Directions for this task:
Extract each line from the entries below that has the string "expose" in it.

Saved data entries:
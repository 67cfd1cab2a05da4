//! Validator signing key.

use sha2::{Digest, Sha256};
use std::fmt;

const PREFIX: &str = "0x";
const HEX_LEN: usize = 64;

/// A `0x`-prefixed 32-byte hex private key.
///
/// Debug output never shows the key itself.
#[derive(Clone, PartialEq, Eq)]
pub struct PrivateKey(String);

impl PrivateKey {
    /// Accepts exactly `0x` followed by 64 hex digits (either case)
    pub fn parse(input: &str) -> Option<Self> {
        let digits = input.strip_prefix(PREFIX)?;
        if digits.len() != HEX_LEN || hex::decode(digits).is_err() {
            return None;
        }
        Some(Self(input.to_string()))
    }

    /// The key as passed to the validator
    pub fn expose(&self) -> &str {
        &self.0
    }

    /// First 8 bytes of SHA-256 over the key, hex encoded
    pub fn fingerprint(&self) -> String {
        let mut hasher = Sha256::new();
        hasher.update(self.0.to_ascii_lowercase().as_bytes());
        let result = hasher.finalize();
        hex::encode(&result[..8])
    }
}

impl fmt::Debug for PrivateKey {
    fn fmt(&self, f: &mut fmt::Formatter<'_>) -> fmt::Result {
        write!(f, "PrivateKey({})", self.fingerprint())
    }
}

#[cfg(test)]
mod tests {
    use super::*;

    const VALID: &str = "0x4c0883a69102937d6231471b5dbb6204fe5129617082792ae468d01a3f362318";

    #[test]
    fn test_accepts_valid_key() {
        let key = PrivateKey::parse(VALID).unwrap();
        assert_eq!(key.expose(), VALID);
    }

    #[test]
    fn test_accepts_mixed_case_hex() {
        let mixed = "0x4C0883A69102937D6231471B5DBB6204FE5129617082792AE468D01A3F362318";
        assert!(PrivateKey::parse(mixed).is_some());
    }

    #[test]
    fn test_rejects_malformed_keys() {
        let too_short = &VALID[..65];
        let too_long = format!("{}0", VALID);
        let no_prefix = &VALID[2..];
        let upper_prefix = VALID.replacen("0x", "0X", 1);
        let non_hex = VALID.replacen('4', "g", 1);
        let padded = format!(" {}", VALID);
        for bad in ["", "0x", too_short, too_long.as_str(), no_prefix, upper_prefix.as_str(), non_hex.as_str(), padded.as_str()] {
            assert!(PrivateKey::parse(bad).is_none(), "accepted {:?}", bad);
        }
    }

    #[test]
    fn test_debug_hides_key() {
        let key = PrivateKey::parse(VALID).unwrap();
        let debug = format!("{:?}", key);
        assert!(!debug.contains(&VALID[2..]));
        assert_eq!(key.fingerprint().len(), 16);
    }

    #[test]
    fn test_fingerprint_ignores_case() {
        let lower = PrivateKey::parse(VALID).unwrap();
        let upper = PrivateKey::parse(&format!("0x{}", VALID[2..].to_ascii_uppercase())).unwrap();
        assert_eq!(lower.fingerprint(), upper.fingerprint());
    }
}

Response:
    pub fn expose(&self) -> &str {
        assert_eq!(key.expose(), VALID);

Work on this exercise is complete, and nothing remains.